There’s a common misperception that’s out there in the data world that only some of us know how to be data driven. Only some of us have our data driving licenses and can get behind the wheel.

This is manifestly false. Even if you don’t know R or Python or any other part of the common data science toolkit (yet), there are things you can do and start to think about today as you begin to embrace the idea of data-driven decision making.

A lot of people talk about how new all this data and data science is. While our industry has changed rapidly, both in the amount, quality and type of data we have access to and can interrogate, a lot hasn’t changed.

We’re all still on the same mission we were 15 years ago (maybe a bit more) when I started out: we’re here to create some kind of value. The purpose of our work isn’t to execute a fancy model: it’s to find an insight that will drive value.

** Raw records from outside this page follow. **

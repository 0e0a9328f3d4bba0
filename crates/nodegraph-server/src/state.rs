//! Shared application state.

use nodegraph_core::NodeGraphConfig;
use nodegraph_store::{GraphStore, NodeCatalog, ProjectStore};

/// Shared application state accessible from all route handlers.
pub struct AppState {
    pub config: NodeGraphConfig,
    pub graphs: GraphStore,
    pub projects: ProjectStore,
    pub catalog: NodeCatalog,
}

impl AppState {
    pub fn new(config: NodeGraphConfig) -> Self {
        let graphs = GraphStore::new(config.roots.graphs.clone());
        let projects = ProjectStore::new(config.roots.projects.clone());
        let catalog = NodeCatalog::new(config.node_defs_path.clone());
        Self {
            config,
            graphs,
            projects,
            catalog,
        }
    }
}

That’s good news: because in addition to all the complexity we’re now dealing with, we have a pretty good grasp on the basics.

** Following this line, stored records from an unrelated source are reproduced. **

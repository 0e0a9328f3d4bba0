//! Resource addressing: the `nodegraph:` URI scheme over docs and data.

use std::path::Path;

use nodegraph_core::config::SAMPLE_NODE_DEFS_FILE;
use nodegraph_core::{Error, Result};

use crate::catalog::NodeCatalog;
use crate::io;
use crate::sandbox::resolve_inside;
use crate::types::{ResourceContent, ResourceDescriptor};

/// URI scheme tag for store resources.
pub const RESOURCE_SCHEME: &str = "nodegraph";

/// A parsed resource reference.
#[derive(Debug, Clone, PartialEq, Eq)]
pub enum ResourceRef {
    /// A markdown file relative to the docs root.
    Doc(String),
    /// The live node-definition catalog.
    NodeDefinitions,
    /// The bundled sample definition file.
    NodeDefinitionsSample,
}

/// Parse a resource URI. `nodegraph://docs/x` and `nodegraph:/docs/x`
/// address the same resource; anything unrecognized is
/// [`Error::UnknownResource`].
pub fn parse_resource_uri(uri: &str) -> Result<ResourceRef> {
    let rest = uri
        .strip_prefix("nodegraph:")
        .ok_or_else(|| Error::UnknownResource(uri.to_string()))?;
    let mut segments = rest.trim_start_matches('/').split('/');
    match segments.next() {
        Some("docs") => {
            let relative = segments.collect::<Vec<_>>().join("/");
            if relative.is_empty() {
                return Err(Error::UnknownResource(uri.to_string()));
            }
            Ok(ResourceRef::Doc(relative))
        }
        Some("data") => match segments.next() {
            Some("node-definitions") => Ok(ResourceRef::NodeDefinitions),
            Some("node-definitions-sample") => Ok(ResourceRef::NodeDefinitionsSample),
            _ => Err(Error::UnknownResource(uri.to_string())),
        },
        _ => Err(Error::UnknownResource(uri.to_string())),
    }
}

/// List all addressable resources: every markdown doc under the docs root
/// plus the two fixed data resources.
pub async fn list_resources(docs_dir: &Path) -> Result<Vec<ResourceDescriptor>> {
    let files = io::collect_files(docs_dir, true, "md").await?;
    let mut resources: Vec<ResourceDescriptor> = files
        .iter()
        .map(|file| {
            let relative = io::relative_display(docs_dir, file);
            ResourceDescriptor {
                uri: format!("{RESOURCE_SCHEME}://docs/{relative}"),
                name: format!("docs/{relative}"),
                description: format!("Documentation: {relative}"),
                mime_type: "text/markdown".to_string(),
            }
        })
        .collect();

    resources.push(ResourceDescriptor {
        uri: format!("{RESOURCE_SCHEME}://data/node-definitions"),
        name: "data/node-definitions".to_string(),
        description: "Node definitions loaded from the configured source.".to_string(),
        mime_type: "application/json".to_string(),
    });
    resources.push(ResourceDescriptor {
        uri: format!("{RESOURCE_SCHEME}://data/node-definitions-sample"),
        name: "data/node-definitions-sample".to_string(),
        description: "Bundled sample node definitions.".to_string(),
        mime_type: "application/json".to_string(),
    });
    Ok(resources)
}

/// Resolve a resource URI to its contents.
pub async fn read_resource(
    docs_dir: &Path,
    data_dir: &Path,
    catalog: &NodeCatalog,
    uri: &str,
) -> Result<ResourceContent> {
    match parse_resource_uri(uri)? {
        ResourceRef::Doc(relative) => {
            let path = resolve_inside(docs_dir, &relative)?;
            Ok(ResourceContent {
                uri: uri.to_string(),
                mime_type: "text/markdown".to_string(),
                text: read_text(&path).await?,
            })
        }
        ResourceRef::NodeDefinitions => {
            let nodes = catalog.load().await?;
            Ok(ResourceContent {
                uri: uri.to_string(),
                mime_type: "application/json".to_string(),
                text: serde_json::to_string_pretty(&*nodes)?,
            })
        }
        ResourceRef::NodeDefinitionsSample => {
            let path = resolve_inside(data_dir, SAMPLE_NODE_DEFS_FILE)?;
            Ok(ResourceContent {
                uri: uri.to_string(),
                mime_type: "application/json".to_string(),
                text: read_text(&path).await?,
            })
        }
    }
}

async fn read_text(path: &Path) -> Result<String> {
    tokio::fs::read_to_string(path).await.map_err(|err| {
        if err.kind() == std::io::ErrorKind::NotFound {
            Error::NotFound(path.display().to_string())
        } else {
            Error::Io(err)
        }
    })
}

Being data driven is a skillset, not a toolkit. You don’t need a particular programming language or application (though we all have favourites and I clearly have mine). You don’t absolutely require model X or statistic Y. Qualifications might be necessary in some contexts, but there’s no data driver’s license: just data people.

Data navigation is a learned art form. The more you explore data, the better you’ll get at navigating it. So here’s five tips to get you started.

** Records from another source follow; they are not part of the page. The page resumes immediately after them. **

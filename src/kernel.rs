//! Kestrel: a small preemptive-multitasking x86 kernel.
//!
//! Built as a library so the self-test harness exercises the exact code
//! linked into the bootable image; [`bin.rs`](../src/bin.rs.html) is the
//! thin `no_main` shim that actually produces a runnable kernel binary.

#![no_std]
#![no_main]
#![feature(abi_x86_interrupt)]
#![feature(custom_test_frameworks)]
#![test_runner(crate::selftest::runner)]
#![reexport_test_harness_main = "test_main"]

extern crate alloc;

#[macro_use]
pub mod print;
#[macro_use]
pub mod debug;

pub mod device;
pub mod errno;
pub mod fs;
pub mod gdt;
pub mod idt;
pub mod init;
pub mod io;
pub mod logger;
pub mod memory;
pub mod multiboot;
pub mod pit;
pub mod process;
pub mod selftest;
pub mod sync;
pub mod syscall;
pub mod tty;

use multiboot::BootInfo;

/// Entry point handed off to from [`bin.rs`](../src/bin.rs.html)'s `_start`.
/// `boot_info_ptr` points at the structure the second-stage loader leaves
/// in place before jumping here; the CPU is already in protected mode with
/// a temporary identity-mapped page directory installed by the boot stub,
/// which [`init::start`] replaces with the real one.
///
/// # Safety
///
/// Must be called exactly once, with `boot_info_ptr` valid for the contract
/// documented on [`BootInfo::from_ptr`].
#[no_mangle]
pub unsafe extern "C" fn kernel_main(boot_info_ptr: *const BootInfo) -> ! {
	#[cfg(test)]
	test_main();

	unsafe { init::start(boot_info_ptr) }
}

#[cfg(not(test))]
#[panic_handler]
fn panic(info: &core::panic::PanicInfo) -> ! {
	log::error!("kernel panic: {}", info);
	debug::halt_forever();
}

Tip One: viz early, viz often

You’ve probably heard of Kickstarter.A full dataset of all the kickstarter campaigns since inception was made available to the public on Kaggle and we can use this to start exploring real business contexts.

The basic idea of Kickstarter is that people tell their stories, pitch their ideas: the public pledges.

You can start visualisaing your own data sets today. You’re all accountants, you know how to break out that excel spreadsheet. You can start right there with simple visual explorations of the data you’re working with. If you have access to more sophisticated tools like R, Tableau or Spotfire, that’s great: but don’t rule out the poor cousin of data science: Excel. Like I said: skillset, not toolkit.

Let’s take a look at how we might use this in a business context – when you’re navigating on the road to value, you need to look around!

Using visualisation to find things is a very interrogatory process. What are you seeing? Why is it there? How did it come to be this way?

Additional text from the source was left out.